Map depicting known records of Cryptotis nelsoni in Los Tuxtlas, south-eastern Mexico. The three main volcanoes in Los Tuxtlas are indicated: (1) San Martin Tuxtla, (2) Santa Marta and (3) San Martín Pajapan. White circles are records from 2003 and 2004 in San Martín Tuxtla (Cervantes and Guevara 2010); white triangles and star (Mastagaga hill) are the new localities reported in our study. Black points are database records of other small mammals collected with the same sampling techniques as shrews, while the histogram shows the elevational distribution of these records. Darker colours indicate increasingly high elevation areas, while the dashed line depicts Los Tuxtlas Biosphere Reserve. Reddish pixels at 1 km² indicate climatically suitable areas for Cryptotis nelsoni according to the maxent model; more reddish colours indicate more suitable habitat conditions.

Our study highlights the importance of continued mammalian surveys in the Neotropics. In Los Tuxtlas, most of the small mammal sampling efforts have been conducted on lower and mid elevation range habitats, close to well-communicated towns and rural communities (Estrada et al. 1994, González-Christen 2008, Coates et al. 2017). Interestingly, there is a consistent absence of records of Cryptotis nelsoni in these lower and mid elevation sites, possibly reflecting true absences. This suggests that C. nelsoni is restricted to cloud forest habitats found in high elevations. Given that highlands of Sierra Santa Marta hold suitable climatic conditions, we propose that C. nelsoni can also occur in this isolated area. It is likely that the scarcity of records in this remote area is a consequence of incomplete surveys.

We believe that our sampling protocol using pitfall traps increased the efficiency of our inventory, as has been suggested for collecting shrews in the Neotropics (Guevara 2017, Umetsu et al. 2006, Woodman et al. 2012). Then, by using ecological niche modelling, combined with proper surveying techniques, the efficiency of sampling populations of critically endangered small mammals can be increased. Determining the current distribution of C. nelsoni is a first step to provide crucial information for understanding its evolutionary history and conservation status, as well as establishing long-term conservation actions in Los Tuxtlas. We urge the initiation of long-term surveys in poorly sampled and climatically suitable areas to accurately characterise the geographic distribution of this endangered species. Fortunately, all known and potential localities of C. nelsoni are included within Los Tuxtlas Biosphere Reserve, highlighting its importance in maintaining a high species richness and endemism. Nonetheless, regional deforestation and climate change still pose conservation threats to this shrew (Dirzo and García 1992, Rojas-Soto et al. 2012).

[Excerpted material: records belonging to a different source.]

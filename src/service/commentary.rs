use rand::seq::SliceRandom;

use crate::models::item::format_clock;
use crate::service::day_load::DayLoad;
use crate::service::scheduler::{PlacementResult, Suggestion};

// The assistant's voice: calm, joking, roasting or smart, picked at random
// per reply. Cosmetic only; every report below is pure formatting over
// structured engine results.
const CHILL: &[&str] = &[
    "Done deal, I've got this. 😎",
    "Handled quietly in the background. 🧘",
    "Got it, carrying on. 😉",
];
const JOKES: &[&str] = &[
    "If this goes wrong you may blame me, fairly. 😂",
    "I do the work here, you just give the orders. 🤖",
    "One sec... don't tell anyone I'm more organized than you. 🤫",
];
const ROAST: &[&str] = &[
    "Honestly, without me you'd be lost in this calendar. 🔥",
    "You ask me to do things you won't even remember asking for. 😏",
    "I'll sort it this time, next time bring pastries. 😜",
];
const SMART: &[&str] = &[
    "Logistically a wise request, I approve. 📊",
    "I tucked it neatly around your existing load. 🧠",
    "Weighted urgency, load and duration. Came out perfect. 💡",
];

fn flavor_line() -> &'static str {
    let mut rng = rand::thread_rng();
    let family = [CHILL, JOKES, ROAST, SMART]
        .choose(&mut rng)
        .copied()
        .unwrap_or(CHILL);
    family.choose(&mut rng).copied().unwrap_or(CHILL[0])
}

/// Prefixes a report with one random assistant line.
pub fn wrap(report: &str) -> String {
    format!("{}\n{}", flavor_line(), report)
}

fn slot_label(slot: (u32, u32)) -> String {
    format!("{}–{}", format_clock(slot.0), format_clock(slot.1))
}

pub fn day_load_report(date_key: &str, load: &DayLoad) -> String {
    let mut report = format!(
        "On {} you are booked for {} minutes with {} meaningful free window(s) (30+ min).",
        date_key,
        load.daily_load_minutes,
        load.free_slots.len()
    );
    for &slot in &load.free_slots {
        report.push_str(&format!("\n  free {}", slot_label(slot)));
    }
    report
}

pub fn suggestion_report(suggestion: Option<&Suggestion>) -> String {
    match suggestion {
        Some(pick) => format!(
            "Work on \"{}\" now (urgency: {}, about {} min).",
            pick.title, pick.urgency, pick.duration_minutes
        ),
        None => "No tasks for today. Enjoy your free time. 🙌".to_string(),
    }
}

pub fn placement_report(results: &[PlacementResult]) -> String {
    if results.is_empty() {
        return "No undated tasks to place. 😌".to_string();
    }
    let mut lines = Vec::new();
    for result in results {
        match (&result.date_key, &result.start_time) {
            (Some(date_key), Some(start_time)) if result.success => {
                lines.push(format!(
                    "Scheduled \"{}\" for {} at {}.",
                    result.title, date_key, start_time
                ));
            }
            _ => lines.push(format!(
                "Found no suitable window for \"{}\" in the coming weeks.",
                result.title
            )),
        }
    }
    let placed = results.iter().filter(|result| result.success).count();
    lines.push(format!("Placed {} of {} task(s).", placed, results.len()));
    lines.join("\n")
}

pub fn training_report(placed: &[PlacementResult], requested: u32) -> String {
    if placed.is_empty() {
        return "Could not find free time for training this week.".to_string();
    }
    let mut lines = vec![format!(
        "Booked {} of {} training session(s) for the coming week.",
        placed.len(),
        requested
    )];
    for session in placed {
        if let (Some(date_key), Some(start_time)) = (&session.date_key, &session.start_time) {
            lines.push(format!("  {} at {}", date_key, start_time));
        }
    }
    lines.join("\n")
}

pub fn free_time_report(options: &[(String, u32)]) -> String {
    if options.is_empty() {
        return "I found no suitable time windows in the next two weeks.".to_string();
    }
    let mut lines = vec!["I found some time options for you:".to_string()];
    for (idx, (date_key, start)) in options.iter().enumerate() {
        lines.push(format!("{}. {} at {}", idx + 1, date_key, format_clock(*start)));
    }
    lines.join("\n")
}

#[cfg(test)]
mod tests {
    use super::*;

    #[test]
    fn wrap_keeps_the_report_intact() {
        let wrapped = wrap("Placed 1 of 2 task(s).");
        assert!(wrapped.ends_with("Placed 1 of 2 task(s)."));
        assert!(wrapped.lines().count() >= 2);
    }

    #[test]
    fn day_load_report_lists_slots_as_clock_ranges() {
        let load = DayLoad {
            daily_load_minutes: 90,
            free_slots: vec![(480, 540), (630, 1320)],
        };
        let report = day_load_report("2026-03-09", &load);
        assert!(report.contains("90 minutes"));
        assert!(report.contains("08:00–09:00"));
        assert!(report.contains("10:30–22:00"));
    }

    #[test]
    fn placement_report_counts_successes_and_failures() {
        let results = vec![
            PlacementResult {
                success: true,
                title: "laundry".to_string(),
                date_key: Some("2026-03-09".to_string()),
                start_time: Some("08:00".to_string()),
            },
            PlacementResult {
                success: false,
                title: "deep clean".to_string(),
                date_key: None,
                start_time: None,
            },
        ];
        let report = placement_report(&results);
        assert!(report.contains("Scheduled \"laundry\" for 2026-03-09 at 08:00."));
        assert!(report.contains("Found no suitable window for \"deep clean\""));
        assert!(report.contains("Placed 1 of 2 task(s)."));
    }
}
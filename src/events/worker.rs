use std::sync::Arc;

use tokio::sync::{mpsc, Mutex};

use crate::store::{self, StoreCommand, DB};

/// Drains the store bus, applying each command to the authoritative map in
/// arrival order (latest write wins) and persisting best-effort. Runs until
/// every bus sender is dropped.
pub async fn run_store_worker(
    mut rx: mpsc::Receiver<StoreCommand>,
    db: Arc<Mutex<DB>>,
    location: String,
) {
    while let Some(command) = rx.recv().await {
        let mut db = db.lock().await;
        store::apply(&mut db, &command);
        if let Err(err) = store::save_db(&location, &db) {
            eprintln!("Failed to persist planner db: {}", err);
        }
    }
}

We thank to Dra. R. Mata-López for her support in the project on parasites of Mexican small mammals (PAPIIT-UNAM IN220113). LG is grateful to Posgrado en Ciencias Biológicas (UNAM) and Consejo Nacional de Ciencias y Tecnología (CONACYT) for PhD grants and fellowships (CVU 215902). We thank the following curators for the facilities offered to examine specimens in natural history museums under their care: Fernando A. Cervantes (CNMA), Consuelo Lorenzo (ECO-SC-M), Robert M. Timm (KU), Livia León-Paniagua (MZFC), José Ramírez-Pulido (UAMI), Neal Woodman and Suzanne Peurach (USNM). We also thank staff of Comisión Nacional de Áreas Naturales Protegidas (CONANP) in Los Tuxtlas. We thank the editor and two reviewers for their constructive comments and suggestions, which helped us to improve the manuscript. We especially thank to our field team, Don Braulio Málaga, U. Garduño-Montes de Oca, D. Hernández-Mena and A. Santacruz for the adventure of biological exploration in Los Tuxtlas.

The manuscript submitted to this journal is an original work and is not currently being considered for publication by another journal. All applicable international and national guidelines for the care and use of animals were followed.

L.G. and V.S.C. conceived of the presented idea. L.G. performed the morphological comparison and spatial analyses. All authors discussed the results and contributed to the final manuscript.

The authors declare no conflict of interest.